The data
━━━━━━

//! Load statements required by emitted rules.

use std::collections::BTreeSet;

use serde::Serialize;

use super::RuleKind;

/// One file that provides rule symbols.
#[derive(Debug, Clone, Copy, PartialEq, Eq)]
pub struct LoadInfo {
    pub file: &'static str,
    pub symbols: &'static [RuleKind],
}

pub(crate) const JAVA_LOADS: &[LoadInfo] = &[
    LoadInfo {
        file: "@io_grpc_grpc_java//:java_grpc_library.bzl",
        symbols: &[RuleKind::JavaGrpcLibrary],
    },
    LoadInfo {
        file: "@rules_java//java:defs.bzl",
        symbols: &[
            RuleKind::JavaBinary,
            RuleKind::JavaLibrary,
            RuleKind::JavaProtoLibrary,
            RuleKind::JavaTest,
        ],
    },
    LoadInfo {
        file: "@contrib_rules_jvm//java:defs.bzl",
        symbols: &[RuleKind::JavaJunit5Test, RuleKind::JavaTestSuite],
    },
    LoadInfo {
        file: "@10gen_mms//server/src/unit:rules.bzl",
        symbols: &[
            RuleKind::UnitTest,
            RuleKind::UnitPackage,
            RuleKind::LibraryPackage,
        ],
    },
    LoadInfo {
        file: "@10gen_mms//server/src/test:rules.bzl",
        symbols: &[RuleKind::IntTest, RuleKind::TestTest, RuleKind::TestPackage],
    },
];

/// Every known load entry, for the rule-emission component.
pub fn all_loads() -> &'static [LoadInfo] {
    JAVA_LOADS
}

/// A `load()` statement: a file and the symbols imported from it.
#[derive(Debug, Clone, PartialEq, Eq, PartialOrd, Ord, Serialize)]
pub struct LoadStatement {
    pub file: &'static str,
    pub symbols: Vec<&'static str>,
}

/// Compute the load statements needed for `kinds_used`.
///
/// Statements are ordered by file and symbols within a statement are sorted,
/// so unchanged input always yields identical output. Files none of whose
/// symbols are used are left out entirely.
pub fn required_loads<'a>(kinds_used: impl IntoIterator<Item = &'a RuleKind>) -> Vec<LoadStatement> {
    let used: BTreeSet<RuleKind> = kinds_used.into_iter().copied().collect();

    let mut statements: Vec<LoadStatement> = JAVA_LOADS
        .iter()
        .filter_map(|load| {
            let mut symbols: Vec<&'static str> = load
                .symbols
                .iter()
                .filter(|kind| used.contains(*kind))
                .map(|kind| kind.as_str())
                .collect();
            if symbols.is_empty() {
                return None;
            }
            symbols.sort_unstable();
            symbols.dedup();
            Some(LoadStatement {
                file: load.file,
                symbols,
            })
        })
        .collect();

    statements.sort();
    statements
}

/// Kinds used across all rules emitted in a run.
///
/// Additive and deduplicated; rendered once at the end of the run.
#[derive(Debug, Clone, Default, PartialEq, Eq)]
pub struct LoadSet {
    kinds: BTreeSet<RuleKind>,
}

impl LoadSet {
    /// Empty set.
    pub fn new() -> Self {
        Self::default()
    }

    /// Record that a rule of `kind` was emitted.
    pub fn insert(&mut self, kind: RuleKind) {
        self.kinds.insert(kind);
    }

    /// Add every kind of `other`.
    pub fn merge(&mut self, other: LoadSet) {
        self.kinds.extend(other.kinds);
    }

    /// Recorded kinds, in sorted order.
    pub fn kinds(&self) -> impl Iterator<Item = RuleKind> + '_ {
        self.kinds.iter().copied()
    }

    /// Load statements covering every recorded kind.
    pub fn statements(&self) -> Vec<LoadStatement> {
        required_loads(&self.kinds)
    }

    /// True when no kind was recorded.
    pub fn is_empty(&self) -> bool {
        self.kinds.is_empty()
    }
}

impl Extend<RuleKind> for LoadSet {
    fn extend<I: IntoIterator<Item = RuleKind>>(&mut self, iter: I) {
        self.kinds.extend(iter);
    }
}

#[cfg(test)]
mod tests {
    use super::*;

    #[test]
    fn test_no_kinds_no_loads() {
        assert!(required_loads(&[] as &[RuleKind]).is_empty());
    }

    #[test]
    fn test_unused_symbols_dropped() {
        let loads = required_loads(&[RuleKind::JavaLibrary, RuleKind::JavaTest]);
        assert_eq!(
            loads,
            vec![LoadStatement {
                file: "@rules_java//java:defs.bzl",
                symbols: vec!["java_library", "java_test"],
            }]
        );
    }

    #[test]
    fn test_ordering_is_deterministic() {
        let forward = required_loads(&RuleKind::ALL);
        let mut reversed_kinds = RuleKind::ALL;
        reversed_kinds.reverse();
        let backward = required_loads(&reversed_kinds);
        assert_eq!(forward, backward);

        let files: Vec<_> = forward.iter().map(|l| l.file).collect();
        assert_eq!(
            files,
            vec![
                "@10gen_mms//server/src/test:rules.bzl",
                "@10gen_mms//server/src/unit:rules.bzl",
                "@contrib_rules_jvm//java:defs.bzl",
                "@io_grpc_grpc_java//:java_grpc_library.bzl",
                "@rules_java//java:defs.bzl",
            ]
        );
        assert_eq!(
            forward[1].symbols,
            vec!["library_package", "unit_package", "unit_test"]
        );
    }

    #[test]
    fn test_load_set_deduplicates() {
        let mut set = LoadSet::new();
        set.insert(RuleKind::UnitTest);
        set.insert(RuleKind::UnitTest);

        let mut other = LoadSet::new();
        other.extend([RuleKind::UnitTest, RuleKind::IntTest]);
        set.merge(other);

        let loads = set.statements();
        assert_eq!(loads.len(), 2);
        assert_eq!(loads[0].symbols, vec!["int_test"]);
        assert_eq!(loads[1].symbols, vec!["unit_test"]);
    }
}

━━━━━━

Problem requirements
Gather all lines from the records above in which "that" appears.

Response to the task
/// One file that provides rule symbols.
    /// Record that a rule of `kind` was emitted.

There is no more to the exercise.